## REQUIREMENT:
Produce an exact copy of the lines below, starting at the first and ending with the line containing "Skips whitespace and".

Saved entries:
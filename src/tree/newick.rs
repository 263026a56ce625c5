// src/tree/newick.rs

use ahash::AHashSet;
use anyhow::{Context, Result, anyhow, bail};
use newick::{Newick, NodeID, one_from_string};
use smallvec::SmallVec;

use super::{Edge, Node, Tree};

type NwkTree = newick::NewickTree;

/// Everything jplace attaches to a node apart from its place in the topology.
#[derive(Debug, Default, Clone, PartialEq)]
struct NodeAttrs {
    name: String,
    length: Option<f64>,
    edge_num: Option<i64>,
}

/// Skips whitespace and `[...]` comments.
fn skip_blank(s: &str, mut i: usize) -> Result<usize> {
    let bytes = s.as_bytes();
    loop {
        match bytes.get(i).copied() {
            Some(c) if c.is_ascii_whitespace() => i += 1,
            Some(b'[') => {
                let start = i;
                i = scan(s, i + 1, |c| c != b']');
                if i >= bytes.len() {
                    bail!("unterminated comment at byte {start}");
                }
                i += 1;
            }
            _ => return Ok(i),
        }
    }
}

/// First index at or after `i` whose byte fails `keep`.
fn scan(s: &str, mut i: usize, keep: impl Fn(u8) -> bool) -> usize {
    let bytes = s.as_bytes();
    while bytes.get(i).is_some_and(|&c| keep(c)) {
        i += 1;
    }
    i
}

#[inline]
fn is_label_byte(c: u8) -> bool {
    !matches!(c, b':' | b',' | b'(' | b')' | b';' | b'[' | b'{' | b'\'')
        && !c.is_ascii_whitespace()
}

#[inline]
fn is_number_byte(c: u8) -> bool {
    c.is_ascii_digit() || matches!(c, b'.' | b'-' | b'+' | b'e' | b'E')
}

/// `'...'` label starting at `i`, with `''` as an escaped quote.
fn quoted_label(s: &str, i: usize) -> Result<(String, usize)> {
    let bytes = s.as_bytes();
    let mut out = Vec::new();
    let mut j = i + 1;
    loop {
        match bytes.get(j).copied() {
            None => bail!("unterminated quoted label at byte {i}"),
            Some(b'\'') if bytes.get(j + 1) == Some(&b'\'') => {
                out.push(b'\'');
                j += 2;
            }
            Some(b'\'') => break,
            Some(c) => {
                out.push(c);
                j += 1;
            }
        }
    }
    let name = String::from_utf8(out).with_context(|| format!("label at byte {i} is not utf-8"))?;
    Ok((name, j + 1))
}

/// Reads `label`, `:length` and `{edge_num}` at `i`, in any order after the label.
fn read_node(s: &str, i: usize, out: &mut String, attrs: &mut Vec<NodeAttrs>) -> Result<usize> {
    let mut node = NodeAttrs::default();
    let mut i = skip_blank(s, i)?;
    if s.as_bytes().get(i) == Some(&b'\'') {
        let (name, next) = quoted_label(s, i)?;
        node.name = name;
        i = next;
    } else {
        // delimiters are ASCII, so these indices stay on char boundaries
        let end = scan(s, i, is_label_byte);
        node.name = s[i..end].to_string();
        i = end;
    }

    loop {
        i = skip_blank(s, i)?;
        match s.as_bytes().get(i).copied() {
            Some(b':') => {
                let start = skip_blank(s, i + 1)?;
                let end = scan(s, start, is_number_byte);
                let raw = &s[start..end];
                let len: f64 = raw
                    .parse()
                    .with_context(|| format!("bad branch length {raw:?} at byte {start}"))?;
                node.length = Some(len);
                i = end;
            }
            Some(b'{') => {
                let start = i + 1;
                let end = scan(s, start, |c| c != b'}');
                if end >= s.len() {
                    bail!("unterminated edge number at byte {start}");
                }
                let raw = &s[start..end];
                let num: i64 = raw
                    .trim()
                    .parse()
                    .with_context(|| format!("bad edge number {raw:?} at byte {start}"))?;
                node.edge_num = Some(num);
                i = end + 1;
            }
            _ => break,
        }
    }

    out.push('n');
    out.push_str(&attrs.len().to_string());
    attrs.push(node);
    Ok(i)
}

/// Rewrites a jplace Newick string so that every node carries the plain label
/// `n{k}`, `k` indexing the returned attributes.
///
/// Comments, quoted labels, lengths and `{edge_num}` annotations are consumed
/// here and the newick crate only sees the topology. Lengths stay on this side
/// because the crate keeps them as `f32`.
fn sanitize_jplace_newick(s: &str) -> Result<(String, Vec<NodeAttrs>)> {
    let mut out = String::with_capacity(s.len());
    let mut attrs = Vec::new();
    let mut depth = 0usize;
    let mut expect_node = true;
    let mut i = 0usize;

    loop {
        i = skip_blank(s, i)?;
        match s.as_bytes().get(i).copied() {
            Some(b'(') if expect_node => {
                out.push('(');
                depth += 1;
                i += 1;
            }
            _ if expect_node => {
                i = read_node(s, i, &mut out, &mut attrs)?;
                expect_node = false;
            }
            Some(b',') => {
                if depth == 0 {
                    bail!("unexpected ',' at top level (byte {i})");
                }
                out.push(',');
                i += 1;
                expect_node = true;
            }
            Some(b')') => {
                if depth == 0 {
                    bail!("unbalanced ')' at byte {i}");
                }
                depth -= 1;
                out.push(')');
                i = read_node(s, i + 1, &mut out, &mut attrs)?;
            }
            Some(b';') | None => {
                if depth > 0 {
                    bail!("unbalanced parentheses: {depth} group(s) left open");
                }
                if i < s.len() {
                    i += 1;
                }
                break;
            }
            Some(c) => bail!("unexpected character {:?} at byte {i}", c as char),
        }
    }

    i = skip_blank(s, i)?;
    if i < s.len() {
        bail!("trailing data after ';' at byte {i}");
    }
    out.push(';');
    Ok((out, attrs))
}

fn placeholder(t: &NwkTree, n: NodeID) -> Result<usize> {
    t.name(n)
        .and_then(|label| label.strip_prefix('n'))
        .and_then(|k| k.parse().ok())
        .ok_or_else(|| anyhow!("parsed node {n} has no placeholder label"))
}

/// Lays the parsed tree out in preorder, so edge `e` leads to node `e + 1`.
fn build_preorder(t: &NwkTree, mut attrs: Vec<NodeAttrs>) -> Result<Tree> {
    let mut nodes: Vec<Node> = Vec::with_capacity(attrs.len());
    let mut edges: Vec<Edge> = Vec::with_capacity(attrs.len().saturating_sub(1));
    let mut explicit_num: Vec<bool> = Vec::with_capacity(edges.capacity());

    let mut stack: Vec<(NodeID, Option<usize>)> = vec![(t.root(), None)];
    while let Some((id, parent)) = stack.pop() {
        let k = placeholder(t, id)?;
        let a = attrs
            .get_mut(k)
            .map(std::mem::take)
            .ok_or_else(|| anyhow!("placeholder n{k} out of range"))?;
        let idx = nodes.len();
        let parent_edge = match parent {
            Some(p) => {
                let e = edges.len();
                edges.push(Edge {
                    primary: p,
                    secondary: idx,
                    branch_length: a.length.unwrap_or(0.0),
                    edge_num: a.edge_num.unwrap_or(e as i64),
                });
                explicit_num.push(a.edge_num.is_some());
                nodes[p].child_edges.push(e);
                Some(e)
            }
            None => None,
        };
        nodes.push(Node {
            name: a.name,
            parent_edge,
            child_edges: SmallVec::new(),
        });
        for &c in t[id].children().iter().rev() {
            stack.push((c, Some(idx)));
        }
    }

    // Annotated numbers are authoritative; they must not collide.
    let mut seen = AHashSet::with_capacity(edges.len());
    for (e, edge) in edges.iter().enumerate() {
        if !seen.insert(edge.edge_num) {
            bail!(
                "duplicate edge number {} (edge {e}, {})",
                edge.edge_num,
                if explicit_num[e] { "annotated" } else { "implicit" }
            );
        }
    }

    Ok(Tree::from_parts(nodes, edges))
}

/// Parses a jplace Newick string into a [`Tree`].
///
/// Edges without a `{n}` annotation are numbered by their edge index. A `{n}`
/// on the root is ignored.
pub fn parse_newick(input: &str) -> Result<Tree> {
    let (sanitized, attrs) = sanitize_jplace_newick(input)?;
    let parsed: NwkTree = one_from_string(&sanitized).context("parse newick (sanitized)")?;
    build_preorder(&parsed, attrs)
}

## SOLUTION BELOW:
filename src/tree/newick.rs
repository 263026a56ce625c5
// src/tree/newick.rs

use ahash::AHashSet;
use anyhow::{Context, Result, anyhow, bail};
use newick::{Newick, NodeID, one_from_string};
use smallvec::SmallVec;

use super::{Edge, Node, Tree};

type NwkTree = newick::NewickTree;

/// Everything jplace attaches to a node apart from its place in the topology.
#[derive(Debug, Default, Clone, PartialEq)]
struct NodeAttrs {
    name: String,
    length: Option<f64>,
    edge_num: Option<i64>,
}

/// Skips whitespace and `[...]` comments.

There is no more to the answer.